---- Records shown

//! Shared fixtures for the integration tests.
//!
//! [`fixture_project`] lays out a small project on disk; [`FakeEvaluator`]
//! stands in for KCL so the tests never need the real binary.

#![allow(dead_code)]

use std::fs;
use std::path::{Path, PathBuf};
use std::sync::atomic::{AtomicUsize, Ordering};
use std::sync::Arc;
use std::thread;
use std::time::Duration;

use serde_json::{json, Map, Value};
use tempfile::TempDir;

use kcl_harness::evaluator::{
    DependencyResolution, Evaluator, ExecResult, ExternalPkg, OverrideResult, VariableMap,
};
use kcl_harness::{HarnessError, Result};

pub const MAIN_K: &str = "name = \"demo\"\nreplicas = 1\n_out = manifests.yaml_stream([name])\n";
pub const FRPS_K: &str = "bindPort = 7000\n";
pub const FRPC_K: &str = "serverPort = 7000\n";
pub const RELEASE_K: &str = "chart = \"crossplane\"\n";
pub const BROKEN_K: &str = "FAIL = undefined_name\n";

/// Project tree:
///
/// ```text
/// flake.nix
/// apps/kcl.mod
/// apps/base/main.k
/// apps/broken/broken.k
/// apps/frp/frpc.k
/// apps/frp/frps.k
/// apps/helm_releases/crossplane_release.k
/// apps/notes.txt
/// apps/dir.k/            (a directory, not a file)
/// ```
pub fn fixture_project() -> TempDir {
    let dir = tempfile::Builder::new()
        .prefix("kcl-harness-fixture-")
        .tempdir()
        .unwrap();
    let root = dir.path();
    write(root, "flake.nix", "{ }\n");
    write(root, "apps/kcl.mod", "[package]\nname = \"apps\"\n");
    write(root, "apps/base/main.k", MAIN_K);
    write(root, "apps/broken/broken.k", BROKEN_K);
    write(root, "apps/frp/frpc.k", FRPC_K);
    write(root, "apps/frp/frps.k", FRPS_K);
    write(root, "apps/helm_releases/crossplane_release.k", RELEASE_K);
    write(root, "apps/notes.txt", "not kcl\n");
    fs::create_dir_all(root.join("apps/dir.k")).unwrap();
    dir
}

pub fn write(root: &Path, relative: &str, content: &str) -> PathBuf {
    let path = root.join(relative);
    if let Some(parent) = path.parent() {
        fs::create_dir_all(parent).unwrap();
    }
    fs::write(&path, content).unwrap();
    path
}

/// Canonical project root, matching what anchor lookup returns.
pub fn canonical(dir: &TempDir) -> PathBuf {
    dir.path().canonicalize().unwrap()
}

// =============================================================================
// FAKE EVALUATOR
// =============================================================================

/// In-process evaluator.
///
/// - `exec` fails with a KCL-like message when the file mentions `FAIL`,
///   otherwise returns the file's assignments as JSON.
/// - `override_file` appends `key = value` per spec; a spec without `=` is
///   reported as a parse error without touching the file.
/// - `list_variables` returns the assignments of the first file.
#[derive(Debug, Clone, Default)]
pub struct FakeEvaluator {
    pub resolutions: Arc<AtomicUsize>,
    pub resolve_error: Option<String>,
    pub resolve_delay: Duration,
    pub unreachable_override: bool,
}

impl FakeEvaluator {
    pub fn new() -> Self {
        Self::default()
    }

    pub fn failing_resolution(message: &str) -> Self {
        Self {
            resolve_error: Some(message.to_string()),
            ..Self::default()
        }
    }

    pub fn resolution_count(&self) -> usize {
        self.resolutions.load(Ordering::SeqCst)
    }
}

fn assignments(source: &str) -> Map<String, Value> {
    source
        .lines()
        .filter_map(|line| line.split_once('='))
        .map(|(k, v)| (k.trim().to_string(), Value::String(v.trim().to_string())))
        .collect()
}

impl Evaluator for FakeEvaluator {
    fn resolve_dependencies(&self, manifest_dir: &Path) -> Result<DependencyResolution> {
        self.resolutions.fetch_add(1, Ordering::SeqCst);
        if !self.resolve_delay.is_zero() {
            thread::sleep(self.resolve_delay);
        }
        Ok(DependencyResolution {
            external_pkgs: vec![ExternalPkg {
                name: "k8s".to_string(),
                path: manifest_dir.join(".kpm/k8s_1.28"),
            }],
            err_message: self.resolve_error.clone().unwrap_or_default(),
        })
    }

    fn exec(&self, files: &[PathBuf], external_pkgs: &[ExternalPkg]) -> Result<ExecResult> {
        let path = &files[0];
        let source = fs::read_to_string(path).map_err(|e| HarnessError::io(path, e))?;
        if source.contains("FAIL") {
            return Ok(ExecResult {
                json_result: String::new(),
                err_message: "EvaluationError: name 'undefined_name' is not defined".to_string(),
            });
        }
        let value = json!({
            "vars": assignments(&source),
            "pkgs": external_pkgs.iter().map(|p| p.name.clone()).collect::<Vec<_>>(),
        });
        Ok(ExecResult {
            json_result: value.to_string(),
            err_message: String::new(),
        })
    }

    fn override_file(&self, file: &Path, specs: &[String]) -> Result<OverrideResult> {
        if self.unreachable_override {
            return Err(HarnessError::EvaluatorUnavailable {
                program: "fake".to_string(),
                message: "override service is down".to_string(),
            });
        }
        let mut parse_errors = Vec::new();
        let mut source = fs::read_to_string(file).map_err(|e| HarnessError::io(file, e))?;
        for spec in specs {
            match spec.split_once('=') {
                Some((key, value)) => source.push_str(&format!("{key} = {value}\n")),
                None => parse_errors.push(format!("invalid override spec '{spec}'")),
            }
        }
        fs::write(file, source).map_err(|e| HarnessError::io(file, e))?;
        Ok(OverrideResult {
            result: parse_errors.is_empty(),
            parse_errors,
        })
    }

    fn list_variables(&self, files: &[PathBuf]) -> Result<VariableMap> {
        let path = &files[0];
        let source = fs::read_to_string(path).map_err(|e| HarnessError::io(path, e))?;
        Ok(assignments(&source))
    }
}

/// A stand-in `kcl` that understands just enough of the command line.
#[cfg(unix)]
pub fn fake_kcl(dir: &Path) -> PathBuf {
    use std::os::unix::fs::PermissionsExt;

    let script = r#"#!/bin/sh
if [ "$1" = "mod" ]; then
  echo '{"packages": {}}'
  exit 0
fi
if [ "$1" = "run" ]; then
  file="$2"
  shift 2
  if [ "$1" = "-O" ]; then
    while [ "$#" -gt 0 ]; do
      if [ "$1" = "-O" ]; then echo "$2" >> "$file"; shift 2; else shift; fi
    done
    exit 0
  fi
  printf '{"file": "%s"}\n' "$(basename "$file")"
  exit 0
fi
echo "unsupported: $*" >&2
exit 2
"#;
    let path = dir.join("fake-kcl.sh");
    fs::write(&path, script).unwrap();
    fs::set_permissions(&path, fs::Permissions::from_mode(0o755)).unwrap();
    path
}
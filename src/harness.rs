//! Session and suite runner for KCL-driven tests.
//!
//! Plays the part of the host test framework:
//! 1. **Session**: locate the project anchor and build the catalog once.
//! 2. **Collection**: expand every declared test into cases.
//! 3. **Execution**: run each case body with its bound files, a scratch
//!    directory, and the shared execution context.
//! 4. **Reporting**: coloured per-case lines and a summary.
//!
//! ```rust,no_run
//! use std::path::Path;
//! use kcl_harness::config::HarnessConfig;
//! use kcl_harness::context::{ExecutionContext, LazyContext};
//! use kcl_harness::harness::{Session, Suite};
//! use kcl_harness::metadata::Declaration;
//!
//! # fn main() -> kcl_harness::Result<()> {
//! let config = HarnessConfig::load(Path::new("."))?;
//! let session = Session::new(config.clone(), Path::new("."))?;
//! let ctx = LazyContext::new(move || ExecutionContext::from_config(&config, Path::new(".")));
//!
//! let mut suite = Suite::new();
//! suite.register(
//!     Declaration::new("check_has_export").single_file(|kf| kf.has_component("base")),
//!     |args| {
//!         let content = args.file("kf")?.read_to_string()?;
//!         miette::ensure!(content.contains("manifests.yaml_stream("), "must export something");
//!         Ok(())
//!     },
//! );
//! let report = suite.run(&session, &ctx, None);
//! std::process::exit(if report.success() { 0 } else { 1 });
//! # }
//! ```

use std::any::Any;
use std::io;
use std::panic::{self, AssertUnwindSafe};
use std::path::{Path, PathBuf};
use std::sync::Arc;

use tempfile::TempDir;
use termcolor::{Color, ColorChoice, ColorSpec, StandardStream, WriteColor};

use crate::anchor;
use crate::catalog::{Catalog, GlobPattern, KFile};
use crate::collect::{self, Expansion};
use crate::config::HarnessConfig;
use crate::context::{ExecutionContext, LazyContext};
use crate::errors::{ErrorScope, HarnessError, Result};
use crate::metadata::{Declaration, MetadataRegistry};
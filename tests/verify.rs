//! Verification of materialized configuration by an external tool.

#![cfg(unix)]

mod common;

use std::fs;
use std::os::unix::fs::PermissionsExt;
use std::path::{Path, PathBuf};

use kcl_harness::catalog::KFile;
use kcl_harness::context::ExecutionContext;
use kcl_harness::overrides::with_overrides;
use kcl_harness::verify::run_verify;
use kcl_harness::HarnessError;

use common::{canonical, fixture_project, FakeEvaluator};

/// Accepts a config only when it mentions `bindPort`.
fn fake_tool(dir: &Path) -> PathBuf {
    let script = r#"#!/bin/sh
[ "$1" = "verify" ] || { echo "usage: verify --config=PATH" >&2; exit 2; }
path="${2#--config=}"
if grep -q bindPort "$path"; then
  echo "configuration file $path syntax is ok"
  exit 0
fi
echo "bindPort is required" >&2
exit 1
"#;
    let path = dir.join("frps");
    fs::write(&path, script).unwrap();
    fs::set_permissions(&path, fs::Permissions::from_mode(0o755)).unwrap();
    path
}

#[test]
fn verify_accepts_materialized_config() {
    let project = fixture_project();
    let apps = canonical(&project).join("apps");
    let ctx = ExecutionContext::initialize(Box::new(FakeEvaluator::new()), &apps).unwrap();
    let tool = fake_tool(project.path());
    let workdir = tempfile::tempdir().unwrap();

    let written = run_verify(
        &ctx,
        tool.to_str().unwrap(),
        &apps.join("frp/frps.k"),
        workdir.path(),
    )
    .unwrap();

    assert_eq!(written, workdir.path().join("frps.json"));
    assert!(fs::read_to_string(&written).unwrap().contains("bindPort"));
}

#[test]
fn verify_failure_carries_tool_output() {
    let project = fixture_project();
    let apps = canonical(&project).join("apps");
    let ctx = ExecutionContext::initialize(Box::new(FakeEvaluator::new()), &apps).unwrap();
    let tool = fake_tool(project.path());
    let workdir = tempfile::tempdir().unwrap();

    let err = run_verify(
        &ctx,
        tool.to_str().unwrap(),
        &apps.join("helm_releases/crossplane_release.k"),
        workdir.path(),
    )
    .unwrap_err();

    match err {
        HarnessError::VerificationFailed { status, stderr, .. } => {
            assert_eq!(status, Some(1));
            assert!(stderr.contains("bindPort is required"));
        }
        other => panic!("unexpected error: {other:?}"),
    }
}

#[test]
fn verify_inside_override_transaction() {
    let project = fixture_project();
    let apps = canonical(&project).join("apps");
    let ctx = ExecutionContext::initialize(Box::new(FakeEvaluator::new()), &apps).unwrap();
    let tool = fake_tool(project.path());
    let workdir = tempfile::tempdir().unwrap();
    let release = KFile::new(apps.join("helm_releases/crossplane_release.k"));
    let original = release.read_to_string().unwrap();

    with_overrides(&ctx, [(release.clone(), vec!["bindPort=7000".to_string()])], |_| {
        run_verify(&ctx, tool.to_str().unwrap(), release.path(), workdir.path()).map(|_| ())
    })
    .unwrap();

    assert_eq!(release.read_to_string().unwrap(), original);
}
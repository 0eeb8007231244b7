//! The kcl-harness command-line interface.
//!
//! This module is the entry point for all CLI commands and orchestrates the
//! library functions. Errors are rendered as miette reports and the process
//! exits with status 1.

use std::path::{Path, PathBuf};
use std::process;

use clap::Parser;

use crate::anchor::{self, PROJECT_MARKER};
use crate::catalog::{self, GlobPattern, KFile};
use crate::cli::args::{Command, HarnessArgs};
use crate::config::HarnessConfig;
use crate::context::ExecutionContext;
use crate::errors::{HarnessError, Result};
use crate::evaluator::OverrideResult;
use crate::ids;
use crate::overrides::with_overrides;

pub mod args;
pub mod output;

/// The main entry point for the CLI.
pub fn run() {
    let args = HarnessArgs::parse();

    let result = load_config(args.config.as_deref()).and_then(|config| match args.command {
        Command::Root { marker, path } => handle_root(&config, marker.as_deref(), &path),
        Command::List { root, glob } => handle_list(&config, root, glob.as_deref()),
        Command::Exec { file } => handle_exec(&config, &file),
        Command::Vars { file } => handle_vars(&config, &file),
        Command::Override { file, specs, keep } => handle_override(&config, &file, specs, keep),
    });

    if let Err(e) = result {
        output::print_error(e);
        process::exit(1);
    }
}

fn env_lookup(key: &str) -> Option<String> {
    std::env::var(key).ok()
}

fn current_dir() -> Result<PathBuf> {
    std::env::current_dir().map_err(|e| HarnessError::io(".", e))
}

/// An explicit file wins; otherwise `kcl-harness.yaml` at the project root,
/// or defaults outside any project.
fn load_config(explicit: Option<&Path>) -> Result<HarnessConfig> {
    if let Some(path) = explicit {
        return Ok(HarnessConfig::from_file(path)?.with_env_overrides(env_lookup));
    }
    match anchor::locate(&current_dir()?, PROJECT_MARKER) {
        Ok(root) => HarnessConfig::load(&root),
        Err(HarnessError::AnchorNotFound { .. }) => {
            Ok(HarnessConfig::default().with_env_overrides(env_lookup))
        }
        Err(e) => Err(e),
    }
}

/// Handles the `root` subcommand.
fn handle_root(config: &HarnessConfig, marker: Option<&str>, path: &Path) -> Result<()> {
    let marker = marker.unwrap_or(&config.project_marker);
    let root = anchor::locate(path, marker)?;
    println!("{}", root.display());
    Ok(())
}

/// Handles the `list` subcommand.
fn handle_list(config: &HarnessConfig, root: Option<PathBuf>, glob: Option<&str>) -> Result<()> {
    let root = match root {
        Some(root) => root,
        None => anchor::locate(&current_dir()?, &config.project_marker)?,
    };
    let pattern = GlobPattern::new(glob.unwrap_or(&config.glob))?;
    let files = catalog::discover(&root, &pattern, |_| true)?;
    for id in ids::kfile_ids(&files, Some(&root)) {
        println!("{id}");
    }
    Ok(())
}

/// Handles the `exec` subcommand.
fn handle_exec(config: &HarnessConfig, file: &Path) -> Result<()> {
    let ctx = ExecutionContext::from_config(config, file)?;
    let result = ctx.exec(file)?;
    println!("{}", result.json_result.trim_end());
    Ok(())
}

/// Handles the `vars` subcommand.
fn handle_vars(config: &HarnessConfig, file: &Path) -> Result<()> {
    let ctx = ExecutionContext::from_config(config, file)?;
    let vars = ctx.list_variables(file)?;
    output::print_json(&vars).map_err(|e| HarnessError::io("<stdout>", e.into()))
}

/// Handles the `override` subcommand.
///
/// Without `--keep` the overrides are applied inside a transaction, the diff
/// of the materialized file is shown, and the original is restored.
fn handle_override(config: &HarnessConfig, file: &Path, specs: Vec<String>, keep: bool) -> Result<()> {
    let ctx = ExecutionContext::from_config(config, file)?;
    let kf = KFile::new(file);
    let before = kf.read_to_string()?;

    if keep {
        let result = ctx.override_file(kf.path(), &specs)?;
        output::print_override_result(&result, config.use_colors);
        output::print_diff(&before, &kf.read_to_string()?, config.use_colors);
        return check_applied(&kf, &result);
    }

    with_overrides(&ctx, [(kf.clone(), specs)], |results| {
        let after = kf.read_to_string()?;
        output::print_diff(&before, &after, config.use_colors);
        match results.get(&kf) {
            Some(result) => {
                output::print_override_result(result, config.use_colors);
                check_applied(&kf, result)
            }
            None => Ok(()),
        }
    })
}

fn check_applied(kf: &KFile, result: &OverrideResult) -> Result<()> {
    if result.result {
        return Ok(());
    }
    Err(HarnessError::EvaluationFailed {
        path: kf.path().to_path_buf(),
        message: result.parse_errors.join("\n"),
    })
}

--------

Problem statement :: Number of lines with the string "AtomicUsize" in the data above: report this figure and nothing more.

Answer below :: 2